On a yearly basis, Perot Systems offers multiple training and development courses that are core to its curriculum. It also offers a number of specially designed one-off courses for specific business units, as well as custom courses for external clients as part of a project or contract.

Damrau found a solution that helps her team maintain quality while significantly reducing the print budget: on-demand digital printing.

On-demand printing provides users of print services the benefits of just-in-time production--a system by which businesses keep just enough raw materials and parts on hand to meet current demand. Because inventories are kept low, capital isn't tied up. On-demand digital printing also provides the highest possible quality document printing at a cost substantially less than off-set. It also has the last-minute flexibility that's so necessary in this fast-changing world of information technology.

In late 2001, Damrau started moving all of her department's printing needs to an on-demand digital printing service provided by Mimeo Inc., a browser-based printer that enables user-to-print complex, color and black-and-white documents to its high-speed digital printer, located next to the runway at shipping hubs for FedEx and UPS in Memphis, Tennessee. Users can look at and make changes to the entire document--set up the tabs, make sure the sections are correct, choose the binding and cover--in their Web browsers before they print. When they're satisfied, they hit print--lust as if the printer were in the same room with them.

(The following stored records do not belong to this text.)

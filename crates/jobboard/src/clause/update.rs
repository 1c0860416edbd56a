//! SET clause generation for partial updates.

use super::Clause;
use crate::error::{BoardError, BoardResult};
use crate::mapping::{ColumnMap, write_quoted};
use crate::value::UpdatePayload;

/// Build the `SET` clause for a partial update.
///
/// One `"column" = $n` term per payload field, in payload order, so the
/// parameter array binds positionally: placeholder count == key count ==
/// parameter count.
///
/// Errors:
/// - empty payload → [`BoardError::EmptyPayload`]; there is nothing to set
///   and callers must reject the request before reaching the store;
/// - any field off the entity's allow-list → [`BoardError::ColumnNotAllowed`].
///
/// ```
/// use jobboard::{ColumnMap, UpdatePayload, set_clause};
///
/// const COLUMNS: ColumnMap = ColumnMap::new(&["title", "salary"], &[]);
///
/// let mut payload = UpdatePayload::new();
/// payload.set("title", "Baker").set("salary", 52000_i64);
///
/// let clause = set_clause(&payload, &COLUMNS)?;
/// assert_eq!(clause.render(1), r#""title" = $1, "salary" = $2"#);
/// assert_eq!(clause.param_count(), 2);
/// # Ok::<(), jobboard::BoardError>(())
/// ```
pub fn set_clause(payload: &UpdatePayload, map: &ColumnMap) -> BoardResult<Clause> {
    if payload.is_empty() {
        return Err(BoardError::EmptyPayload);
    }

    let mut clause = Clause::new();
    for (i, (field, value)) in payload.iter().enumerate() {
        let column = map.resolve(field)?;
        let mut term = String::new();
        if i > 0 {
            term.push_str(", ");
        }
        write_quoted(&column, &mut term);
        term.push_str(" = ");
        clause.push(term);
        clause.push_bind(value.clone());
    }
    Ok(clause)
}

After the user enters the addresses of the people who need to receive the documents (or clicks on the addresses in their online address book), the documents are printed and delivered by 8:30 the next morning if desired, as long as they are printed by 10 EST the night before.

According to Damrau, her team at Perot Systems achieved a 26 percent year-over-year cost savings on printing in 2002 versus 2001. Here's how.

Making the switch helped get rid of wasteware. On-demand means just that: printing what you need when you need it in exactly the correct quantities from five to 5000 or more. No bulk buying. Before using on-demand print services, Perot Systems typically ordered bulk print runs of materials from local print shops in advance of a course to save money. Inevitably, that sometimes led to the storage and eventual removal of dated materials, reducing any cost savings associated with bulk orders. Using on-demand digital printing reduced errors. …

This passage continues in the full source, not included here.